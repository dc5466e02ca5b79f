//! Declarative collection policies.
//!
//! A [`LabelRule`] is a label-derivation function written as data: a fixed
//! level and compartments, plus compartments taken from the values of plain
//! fields of the document being labeled.

use std::collections::BTreeMap;
use std::sync::Arc;

use serde::Deserialize;
use serde_json::Value;
use thiserror::Error;

use crate::document::Document;
use crate::label::{Level, SecurityLabel};
use crate::policy::{CollectionPolicy, FieldPolicy, ID_FIELD};
use crate::registry::Collection;
use crate::runtime::{DelegationToken, LabelContext, LabelError};

/// Errors building a collection from its declaration.
#[derive(Debug, Error)]
pub enum ConfigError {
    /// A rule reads compartments from a field that is not guaranteed plain.
    #[error("rule for {rule} reads compartments from {from_field}, which is not declared searchable")]
    UndeclaredSource {
        /// Field whose rule is invalid, or `document`.
        rule: String,
        /// Offending source field.
        from_field: String,
    },

    /// The runtime refused the collection's label or clearance.
    #[error(transparent)]
    Label(#[from] LabelError),
}

/// Declarative label derivation.
#[derive(Debug, Clone, Default, PartialEq, Eq, Deserialize)]
#[serde(default)]
pub struct LabelRule {
    /// Level of the derived label.
    pub level: Level,
    /// Compartments always present.
    pub compartments: Vec<String>,
    /// Plain fields whose values become compartments.
    pub compartments_from: Vec<String>,
}

impl LabelRule {
    /// Derive the label for `doc`.
    ///
    /// A string value contributes itself, an array contributes each element,
    /// any other value contributes its compact JSON text. Absent fields
    /// contribute nothing.
    pub fn derive(&self, doc: &Document) -> SecurityLabel {
        let mut label = SecurityLabel::new(self.level, self.compartments.iter().cloned());
        for name in &self.compartments_from {
            match doc.get_plain(name) {
                Some(Value::Array(items)) => {
                    label.compartments.extend(items.iter().map(compartment_of));
                }
                Some(v) => {
                    label.compartments.insert(compartment_of(v));
                }
                None => {}
            }
        }
        label
    }
}

fn compartment_of(value: &Value) -> String {
    match value {
        Value::String(s) => s.clone(),
        other => other.to_string(),
    }
}

/// Declared policy of one field.
#[derive(Debug, Clone, PartialEq, Eq, Deserialize)]
#[serde(rename_all = "lowercase")]
pub enum FieldRule {
    /// `"searchable"`.
    Searchable,
    /// `{ protected = { level = ..., ... } }`.
    Protected(LabelRule),
}

/// Declared policy of a collection.
#[derive(Debug, Clone, Default, PartialEq, Eq, Deserialize)]
#[serde(default)]
pub struct PolicySpec {
    /// Field rules by name.
    pub fields: BTreeMap<String, FieldRule>,
    /// Document-level rule.
    pub document: LabelRule,
}

impl PolicySpec {
    /// Compile into a [`CollectionPolicy`].
    ///
    /// Every `compartments_from` source must be a searchable field (or
    /// `_id`), so the schema check has established it is plain before any
    /// rule runs.
    pub fn build(&self) -> Result<CollectionPolicy, ConfigError> {
        for (name, rule) in &self.fields {
            if let FieldRule::Protected(label_rule) = rule {
                self.validate_sources(name, label_rule)?;
            }
        }
        self.validate_sources("document", &self.document)?;

        let fields = self
            .fields
            .iter()
            .map(|(name, rule)| {
                let policy = match rule {
                    FieldRule::Searchable => FieldPolicy::Searchable,
                    FieldRule::Protected(label_rule) => {
                        let label_rule = label_rule.clone();
                        FieldPolicy::protected(move |doc| label_rule.derive(doc))
                    }
                };
                (name.clone(), policy)
            })
            .collect();
        let document = self.document.clone();
        Ok(CollectionPolicy::from_parts(
            fields,
            Arc::new(move |doc: &Document| document.derive(doc)),
        ))
    }

    fn validate_sources(&self, rule: &str, label_rule: &LabelRule) -> Result<(), ConfigError> {
        for source in &label_rule.compartments_from {
            let plain = source == ID_FIELD
                || matches!(self.fields.get(source), Some(FieldRule::Searchable));
            if !plain {
                return Err(ConfigError::UndeclaredSource {
                    rule: rule.to_owned(),
                    from_field: source.clone(),
                });
            }
        }
        Ok(())
    }
}

/// Declared collection.
#[derive(Debug, Clone, PartialEq, Eq, Deserialize)]
pub struct CollectionSpec {
    /// Collection name.
    pub name: String,
    /// Collection label.
    #[serde(default)]
    pub label: SecurityLabel,
    /// Collection clearance.
    pub clearance: SecurityLabel,
    /// Collection policy.
    #[serde(default)]
    pub policy: PolicySpec,
}

impl CollectionSpec {
    /// Build the policy and create the collection under `ctx`.
    pub fn create(
        &self,
        ctx: &LabelContext,
        token: &DelegationToken,
    ) -> Result<Collection, ConfigError> {
        let policy = self.policy.build()?;
        Ok(Collection::create(
            ctx,
            token,
            self.name.clone(),
            self.label.clone(),
            self.clearance.clone(),
            policy,
        )?)
    }
}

Exercise objective
If the string "PolicySpec" appears in a line of the entries, report the line.

Answer for the task
pub struct PolicySpec {
impl PolicySpec {
    pub policy: PolicySpec,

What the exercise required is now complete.